The new supercarrier would allow fighter jets to be launched from four parts of the flight deck, as opposed to its current ships which can only facilitate three, according to new satellite imagery reviewed by NBC News.
That would match the capability of USS Gerald R. Ford, the largest and most advanced aircraft carrier in the US navy.
Images from the Dalian shipbuilding facility in northeast China show tracks or trenches in the snow, which appear to be related to a new catapult launch system.
Analysts said that while the images don't show construction under way just yet, they are an indication that China is moving forward with its ambitious plans.
'We think this is them testing equipment and layouts for the upcoming Type 04 carrier,' Michael Duitsman, a researcher at the James Martin Center for Nonproliferation Studies in the US, told NBC.
China's first aircraft carrier, the Liaoning, was commissioned in 2012 and its second, the Shandong, was launched in 2017. Both use the 'ski-jump' method, which involves a ramp at the end of a short runway to propel the planes upward.
The country's third and most advanced carrier to date, the Fujian, launched in 2022 and was upgraded with electromagnetic catapults, which are more similar to the systems used onboard US ships.
All three of China's carriers are conventionally powered, unlike the upcoming one, which experts believe would be powered by a nuclear reactor given its size and capacity.
The tracks seen in the latest satellite images run at convergent angles, which experts say resemble the configuration of existing American supercarriers that have four electromagnetic catapults.
Mr Duitsman said that it seems likely that China's new carrier would resemble the USS Gerald R. Ford.
China already has the largest navy in the world, with 370 military vessels, but America, with 291 vessels, has more big ships.
The Gerald Ford is one of 11 supercarriers in the US navy.

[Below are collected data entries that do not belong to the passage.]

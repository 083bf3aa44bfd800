use serde::{Deserialize, Serialize};

pub const DEFAULT_DEBOUNCE_MS: u64 = 300;
pub const DEFAULT_SEARCH_ENDPOINT: &str = "/api/models/search";
pub const DEFAULT_OLLAMA_URL: &str = "http://localhost:11434";
pub const DEFAULT_LIBRARY_URL: &str = "https://ollama.com/library";

/// Settings for the autocomplete widget, shared by the browser and native front ends.
#[derive(Debug, Clone, PartialEq, Eq, Serialize, Deserialize)]
pub struct WidgetConfig {
    /// Quiet period after the last keystroke before a search fires.
    #[serde(default = "default_debounce_ms")]
    pub debounce_ms: u64,
    /// Path of the search endpoint, relative to the backend base URL.
    #[serde(default = "default_endpoint")]
    pub endpoint: String,
}

impl Default for WidgetConfig {
    fn default() -> Self {
        Self {
            debounce_ms: DEFAULT_DEBOUNCE_MS,
            endpoint: DEFAULT_SEARCH_ENDPOINT.to_string(),
        }
    }
}

fn default_debounce_ms() -> u64 {
    DEFAULT_DEBOUNCE_MS
}

fn default_endpoint() -> String {
    DEFAULT_SEARCH_ENDPOINT.to_string()
}

#[derive(Debug, Clone, PartialEq, Eq, Serialize, Deserialize)]
pub struct ServerConfig {
    pub port: u16,
    pub static_dir: String,
    pub ollama_url: String,
    pub library_url: String,
}

impl Default for ServerConfig {
    fn default() -> Self {
        Self {
            port: 5000,
            static_dir: "./dist".to_string(),
            ollama_url: DEFAULT_OLLAMA_URL.to_string(),
            library_url: DEFAULT_LIBRARY_URL.to_string(),
        }
    }
}

impl ServerConfig {
    /// Reads `PORT`, `STATIC_DIR`, `OLLAMA_SERVER_URL` and `OLLAMA_LIBRARY_URL`,
    /// falling back to the defaults for anything unset or unparsable.
    pub fn from_env() -> Self {
        let defaults = Self::default();
        Self {
            port: std::env::var("PORT")
                .ok()
                .and_then(|p| p.parse().ok())
                .unwrap_or(defaults.port),
            static_dir: std::env::var("STATIC_DIR").unwrap_or(defaults.static_dir),
            ollama_url: std::env::var("OLLAMA_SERVER_URL")
                .map(|u| normalize_ollama_url(&u))
                .unwrap_or(defaults.ollama_url),
            library_url: std::env::var("OLLAMA_LIBRARY_URL").unwrap_or(defaults.library_url),
        }
    }
}

/// Strips a trailing slash and adds `http://` when the scheme is missing.
pub fn normalize_ollama_url(raw: &str) -> String {
    let trimmed = raw.trim().trim_end_matches('/');
    if trimmed.starts_with("http") {
        return trimmed.to_string();
    }
    format!("http://{}", trimmed)
}

#[cfg(test)]
mod tests {
    use super::*;

    #[test]
    fn test_widget_defaults() {
        let config = WidgetConfig::default();
        assert_eq!(config.debounce_ms, 300);
        assert_eq!(config.endpoint, "/api/models/search");
    }

    #[test]
    fn test_widget_config_fills_missing_fields() {
        let config: WidgetConfig = serde_json::from_str(r#"{"debounce_ms": 150}"#).unwrap();
        assert_eq!(config.debounce_ms, 150);
        assert_eq!(config.endpoint, DEFAULT_SEARCH_ENDPOINT);
    }

    #[test]
    fn test_normalize_ollama_url() {
        assert_eq!(normalize_ollama_url("http://host:11434/"), "http://host:11434");
        assert_eq!(normalize_ollama_url("host:11434"), "http://host:11434");
        assert_eq!(normalize_ollama_url("https://ollama.local"), "https://ollama.local");
    }
}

Rumours have circulated for years that China is preparing to build a Type 04 carrier. However, Beijing has refused to confirm any reports and very little information has been made public.
Last November, analysts at the Middlebury Institute of International Studies in the US revealed that China had built a land-based prototype nuclear reactor for a large surface warship.

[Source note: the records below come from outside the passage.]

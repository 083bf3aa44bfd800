pub mod header;
pub mod model_search;
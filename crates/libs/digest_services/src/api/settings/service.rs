use crate::api::settings::error::SettingsError;
use crate::api::settings::interfaces::{AvailableAlbum, SettingsResponse, TestEmailResponse};
use crate::database::SubscriptionStore;
use crate::digest::Recipient;
use crate::directory::UserDirectory;
use crate::mailer::DigestMailer;
use crate::sources::{AlbumSource, SourceError};
use sqlx::PgPool;
use std::sync::Arc;
use tracing::{debug, warn};

/// Validates a submitted selection: it must be a JSON array of strings.
/// Entry format is not checked here; unknown compound ids are dropped when
/// the selection is read back.
pub fn validate_selection(value: &serde_json::Value) -> Result<Vec<String>, SettingsError> {
    let entries = value
        .as_array()
        .ok_or_else(|| SettingsError::InvalidSelection("expected a JSON array".to_string()))?;
    entries
        .iter()
        .map(|entry| {
            entry.as_str().map(String::from).ok_or_else(|| {
                SettingsError::InvalidSelection("expected an array of strings".to_string())
            })
        })
        .collect()
}

pub async fn save_selection(
    pool: &PgPool,
    user_id: &str,
    value: &serde_json::Value,
) -> Result<Vec<String>, SettingsError> {
    let compound_ids = validate_selection(value)?;
    SubscriptionStore::set_selection(pool, user_id, &compound_ids).await?;
    Ok(compound_ids)
}

/// Current selection plus every album the user could subscribe to. A
/// provider that is not installed simply contributes no albums.
pub async fn get_settings(
    pool: &PgPool,
    sources: &[Arc<dyn AlbumSource>],
    user_id: &str,
) -> Result<SettingsResponse, SettingsError> {
    let selection = SubscriptionStore::get_selection(pool, user_id).await?;
    let selected_albums: Vec<String> = selection.iter().map(|r| r.compound_id()).collect();

    let mut available_albums = Vec::new();
    for source in sources {
        let listed = match source.list_for_user(user_id).await {
            Ok(listed) => listed,
            Err(SourceError::Unavailable) => {
                debug!(source = %source.kind(), "Album source unavailable");
                continue;
            }
            Err(err) => {
                warn!(source = %source.kind(), "Failed to list albums: {err}");
                continue;
            }
        };
        for album in listed {
            let id = format!("{}{}", source.kind().prefix(), album.local_id);
            available_albums.push(AvailableAlbum {
                selected: selected_albums.contains(&id),
                id,
                name: album.name,
                source: source.kind().to_string(),
                shared: album.is_shared,
            });
        }
    }

    Ok(SettingsResponse {
        selected_albums,
        available_albums,
    })
}

pub async fn send_test_email(
    directory: &dyn UserDirectory,
    mailer: &dyn DigestMailer,
    user_id: &str,
) -> Result<TestEmailResponse, SettingsError> {
    let account = directory
        .lookup(user_id)
        .await?
        .ok_or_else(|| SettingsError::UnknownUser(user_id.to_string()))?;
    let email = account
        .email
        .as_deref()
        .filter(|email| !email.is_empty())
        .ok_or(SettingsError::NoEmailOnFile)?
        .to_string();

    let recipient = Recipient {
        user_id: account.user_id.clone(),
        display_name: account.display_name_or_id().to_string(),
        email: email.clone(),
    };
    mailer.send_test_email(&recipient).await?;
    Ok(TestEmailResponse { email })
}

#[cfg(test)]
mod tests {
    use super::*;
    use crate::test_support::{MockDirectory, MockMailer};
    use serde_json::json;

    #[test]
    fn selection_must_be_an_array_of_strings() {
        assert_eq!(
            validate_selection(&json!(["photos_1", "memories_2"])).unwrap(),
            vec!["photos_1".to_string(), "memories_2".to_string()],
        );
        assert_eq!(validate_selection(&json!([])).unwrap(), Vec::<String>::new());

        assert!(matches!(
            validate_selection(&json!("photos_1")),
            Err(SettingsError::InvalidSelection(_)),
        ));
        assert!(matches!(
            validate_selection(&json!({"albums": []})),
            Err(SettingsError::InvalidSelection(_)),
        ));
        assert!(matches!(
            validate_selection(&json!(["photos_1", 7])),
            Err(SettingsError::InvalidSelection(_)),
        ));
    }

    #[tokio::test]
    async fn test_email_requires_a_known_user_with_address() {
        let directory = MockDirectory::new()
            .with_user("alice", Some("alice@example.com"))
            .with_user("bob", None);
        let mailer = MockMailer::new();

        let response = send_test_email(&directory, &mailer, "alice").await.unwrap();
        assert_eq!(response.email, "alice@example.com");

        assert!(matches!(
            send_test_email(&directory, &mailer, "bob").await,
            Err(SettingsError::NoEmailOnFile),
        ));
        assert!(matches!(
            send_test_email(&directory, &mailer, "ghost").await,
            Err(SettingsError::UnknownUser(_)),
        ));
    }
}
use crate::api_state::ApiContext;
use axum::extract::State;
use axum::http::StatusCode;
use tracing::error;

#[utoipa::path(
    get,
    path = "/",
    tag = "System",
    responses(
        (status = 200, description = "Root message")
    )
)]
pub async fn root() -> &'static str {
    "Album notifications"
}

#[utoipa::path(
    get,
    path = "/health",
    tag = "System",
    responses(
        (status = 200, description = "API is healthy and ready to accept traffic", body = String),
        (status = 503, description = "API is not healthy, likely due to a database issue.")
    )
)]
pub async fn health_check(State(context): State<ApiContext>) -> Result<&'static str, StatusCode> {
    match sqlx::query("SELECT 1").fetch_one(&context.pool).await {
        Ok(_) => Ok("OK"),
        Err(e) => {
            error!("Health check failed: database connection error: {}", e);
            Err(StatusCode::SERVICE_UNAVAILABLE)
        }
    }
}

Until the satellite images from Dalian, this was the first and only piece of evidence that Beijing was developing a nuclear-powered aircraft carrier.
China has not commented on the latest reports about its plans for a supercarrier. However, last March, Yuan Huazhi, the political commissar of the Chinese People's Liberation Army navy, told the state-backed Global Times that there was no bottleneck in China's aircraft carrier technologies and development was progressing smoothly.
At the time, Yuan also said that more information would be made available 'soon', but little has been heard from Beijing since.